31 October 2013

Maps are cool. Ok, maybe only in a nerdish kind of way way—but that’s cool enough, right?. Today, anyone can create their own own, thanks to the fact that a lot of research data is now posted online. The rise of huge (and slightly creepy) data-gathering satellites—along with the increased interactive abilities of the Internet—have made maps much more comprehensive, useful and fun. Here are five that are worth your time…
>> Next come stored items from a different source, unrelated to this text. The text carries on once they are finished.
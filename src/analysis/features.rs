// Sub-band energy feature extraction
//
// Implements the FFT filter-bank technique used for voice-command
// recognition: an N-sample frame is windowed, transformed with a real-input
// FFT, and the one-sided spectrum is partitioned into K equal-width groups of
// bins. The energy of each group, E = (1/N) * sum(|X(k)|^2), is the feature.
//
// Frame coercion policy: frames shorter than N are zero-padded at the end;
// frames longer than N contribute their centered N samples. The same policy
// is used by training, one-shot recognition and the streaming loop.

use std::fmt;
use std::str::FromStr;
use std::sync::Arc;

use rustfft::{num_complex::Complex, Fft, FftPlanner};
use serde::{Deserialize, Serialize};

use crate::config::FeatureConfig;
use crate::error::AnalysisError;

/// Partition `bins` FFT bins into `k` contiguous, disjoint, ordered ranges
/// sized as equally as possible. The first `bins % k` ranges get one extra
/// bin. When `k > bins` the trailing ranges are empty.
pub fn partition_equal_bins(bins: usize, k: usize) -> Vec<(usize, usize)> {
    if k == 0 {
        return Vec::new();
    }
    let base = bins / k;
    let remainder = bins % k;
    let mut bands = Vec::with_capacity(k);
    let mut idx = 0;
    for i in 0..k {
        let size = base + usize::from(i < remainder);
        bands.push((idx, idx + size));
        idx += size;
    }
    bands
}

/// Analysis window applied before the FFT. Periodic (DFT-even) definitions.
#[derive(Debug, Clone, Copy, PartialEq, Eq, Serialize, Deserialize)]
#[serde(rename_all = "lowercase")]
pub enum WindowKind {
    Rect,
    Hamming,
    Hann,
}

impl WindowKind {
    pub fn coefficients(self, n: usize) -> Vec<f32> {
        use std::f32::consts::TAU;
        match self {
            WindowKind::Rect => vec![1.0; n],
            WindowKind::Hamming => (0..n)
                .map(|i| 0.54 - 0.46 * (TAU * i as f32 / n as f32).cos())
                .collect(),
            WindowKind::Hann => (0..n)
                .map(|i| 0.5 * (1.0 - (TAU * i as f32 / n as f32).cos()))
                .collect(),
        }
    }
}

impl Default for WindowKind {
    fn default() -> Self {
        WindowKind::Hamming
    }
}

impl FromStr for WindowKind {
    type Err = AnalysisError;

    fn from_str(s: &str) -> Result<Self, Self::Err> {
        match s.to_ascii_lowercase().as_str() {
            "" | "none" | "rect" | "rectangular" => Ok(WindowKind::Rect),
            "hamming" => Ok(WindowKind::Hamming),
            "hann" | "hanning" => Ok(WindowKind::Hann),
            other => Err(AnalysisError::InvalidInput {
                reason: format!("unknown window kind '{}'", other),
            }),
        }
    }
}

impl fmt::Display for WindowKind {
    fn fmt(&self, f: &mut fmt::Formatter<'_>) -> fmt::Result {
        let name = match self {
            WindowKind::Rect => "rect",
            WindowKind::Hamming => "hamming",
            WindowKind::Hann => "hann",
        };
        write!(f, "{}", name)
    }
}

/// How raw band energies are post-processed before use. `LogRelative`
/// normalizes by the total energy and log-compresses; it is an explicit mode
/// stored in the model so training and classification can never disagree.
#[derive(Debug, Clone, Copy, PartialEq, Eq, Serialize, Deserialize)]
#[serde(rename_all = "kebab-case")]
pub enum FeatureScaling {
    Linear,
    LogRelative,
}

impl Default for FeatureScaling {
    fn default() -> Self {
        FeatureScaling::Linear
    }
}

/// Features extracted from one audio frame.
#[derive(Debug, Clone, PartialEq)]
pub struct SubbandFeatures {
    /// K band energies, one per sub-band.
    pub energies: Vec<f64>,
    /// Hz range (first and last bin frequency) covered by each band.
    pub bands_hz: Vec<(f64, f64)>,
    /// Full rFFT frequency axis, N/2 + 1 points.
    pub freqs: Vec<f64>,
}

/// Computes K sub-band energies from an N-sample frame.
///
/// The FFT plan, window coefficients and bin partition are computed once at
/// construction; `extract` is pure and deterministic.
#[derive(Clone)]
pub struct SubbandExtractor {
    fft: Arc<dyn Fft<f32>>,
    window: Vec<f32>,
    partition: Vec<(usize, usize)>,
    fs: u32,
    frame_len: usize,
    scaling: FeatureScaling,
}

impl SubbandExtractor {
    pub fn new(config: &FeatureConfig) -> Result<Self, AnalysisError> {
        if config.frame_len == 0 {
            return Err(AnalysisError::InvalidInput {
                reason: "frame length must be greater than zero".into(),
            });
        }
        if config.num_bands == 0 {
            return Err(AnalysisError::InvalidInput {
                reason: "band count must be greater than zero".into(),
            });
        }

        let mut planner = FftPlanner::new();
        let fft = planner.plan_fft_forward(config.frame_len);
        let window = config.window.coefficients(config.frame_len);
        let bins = config.frame_len / 2 + 1;
        let partition = partition_equal_bins(bins, config.num_bands);

        Ok(Self {
            fft,
            window,
            partition,
            fs: config.fs,
            frame_len: config.frame_len,
            scaling: config.scaling,
        })
    }

    pub fn frame_len(&self) -> usize {
        self.frame_len
    }

    pub fn num_bands(&self) -> usize {
        self.partition.len()
    }

    /// Extract sub-band energies from `frame`.
    ///
    /// The frame is coerced to exactly N samples (zero-padded or
    /// center-cropped), windowed and transformed; each band's energy is
    /// accumulated in f64. Empty bands (K greater than the bin count) get
    /// energy 0.
    pub fn extract(&self, frame: &[f32]) -> Result<SubbandFeatures, AnalysisError> {
        if frame.is_empty() {
            return Err(AnalysisError::InvalidInput {
                reason: "empty audio frame".into(),
            });
        }

        let mut buffer = self.windowed_frame(frame);
        self.fft.process(&mut buffer);

        let n = self.frame_len as f64;
        let bins = self.frame_len / 2 + 1;
        let bin_hz = self.fs as f64 / n;
        let freqs: Vec<f64> = (0..bins).map(|i| i as f64 * bin_hz).collect();

        let mut energies = Vec::with_capacity(self.partition.len());
        let mut bands_hz = Vec::with_capacity(self.partition.len());
        for &(start, end) in &self.partition {
            let energy: f64 = buffer[start..end]
                .iter()
                .map(|c| c.norm_sqr() as f64)
                .sum::<f64>()
                / n;
            energies.push(energy);

            let f0 = freqs[start.min(bins - 1)];
            let f1 = if end > start { freqs[end - 1] } else { f0 };
            bands_hz.push((f0, f1));
        }

        self.apply_scaling(&mut energies);

        Ok(SubbandFeatures {
            energies,
            bands_hz,
            freqs,
        })
    }

    /// Coerce the input to exactly N samples and apply the window.
    fn windowed_frame(&self, frame: &[f32]) -> Vec<Complex<f32>> {
        let n = self.frame_len;
        let slice = if frame.len() > n {
            let start = (frame.len() - n) / 2;
            &frame[start..start + n]
        } else {
            frame
        };

        let mut buffer = Vec::with_capacity(n);
        for (i, &sample) in slice.iter().enumerate() {
            buffer.push(Complex::new(sample * self.window[i], 0.0));
        }
        buffer.resize(n, Complex::new(0.0, 0.0));
        buffer
    }

    fn apply_scaling(&self, energies: &mut [f64]) {
        if self.scaling == FeatureScaling::LogRelative {
            let total: f64 = energies.iter().sum::<f64>() + 1e-12;
            for e in energies.iter_mut() {
                *e = (*e / total + 1e-12).log10();
            }
        }
    }
}

/// RMS level of a chunk, with a small bias to keep the log finite on silence.
pub fn rms(samples: &[f32]) -> f64 {
    if samples.is_empty() {
        return 0.0;
    }
    let sum_squares: f64 = samples.iter().map(|&x| x as f64 * x as f64).sum();
    (sum_squares / samples.len() as f64 + 1e-12).sqrt()
}

/// Decibels relative to full scale: 20*log10(rms).
pub fn dbfs(rms: f64) -> f64 {
    20.0 * rms.max(1e-12).log10()
}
Wanderlust is an obscure word meaning strong desire to travel. It maps out or describes 23 of the most significant historical routes already travelled, both fictional and real. For literature lovers, the journey of Around the World in Eighty Days is drawn out; for history buffs, Cook’s Endeavour Voyage is there. It’s a wonderful, colourful and interactive resource for those who love travel or history. Also great for avoiding subject readings.

Atlas of True Names

This map collection purports to reveal the original meanings of place names—so Australia becomes “Land of the South Wind”. New York is apparently “New Yew-Tree Village”, while India is “Land of the Flow”. Enraged academics have accused it of factual inaccuracy, sloppy research and inconsistent linguistic applications. Still, it’s a great way to start a debate/punch-on in your linguistics tutorial, and it does make the world seem a little bit more magical.

Social Health Atlas of Australia

Collating a dazzling array of health and social data, this terrifyingly detailed map has ‘big brother’ written all over it. Everything from total fertility rates to youth unemployment is covered. The data provided ranges from the unsurprising to the terrifying. People in rural areas are far more likely to have had “difficulty accessing services”, while the rates of smoking during pregnancy are apparently above 50% in parts of the country. Can be used for procrastination, or as a tool for inserting impressive statistics into an essay.

Around the World in 80 Beers

Uni is more about beer than actually studying. Each country on the Around The World In 80 Beers map is represented by a different beer brand. And yes, the famously dry Islamic states of the Middle East are plastered with non-alcoholic beer. The map has been received with some controversy – Australia, for example, is somewhat embarrassingly covered by a huge VB logo. And its critics accuse of it of unfairly favouring the cheapest beer brands.

One Million Tweet Map

Want to feel like the CIA or the NSA conducting a top secret surveillance program? This map lets you do it! It covers the entire world in bubbles representing the last million tweets. Clicking on a bubble takes you further into specific locations—eventually allowing you to see tweets by suburb. Looking at it during Melbourne Uni Open Day was particularly insightful in revealing what was going on behind the scenes. If you’re into social media, stalking or IT, this may be the perfect map for you.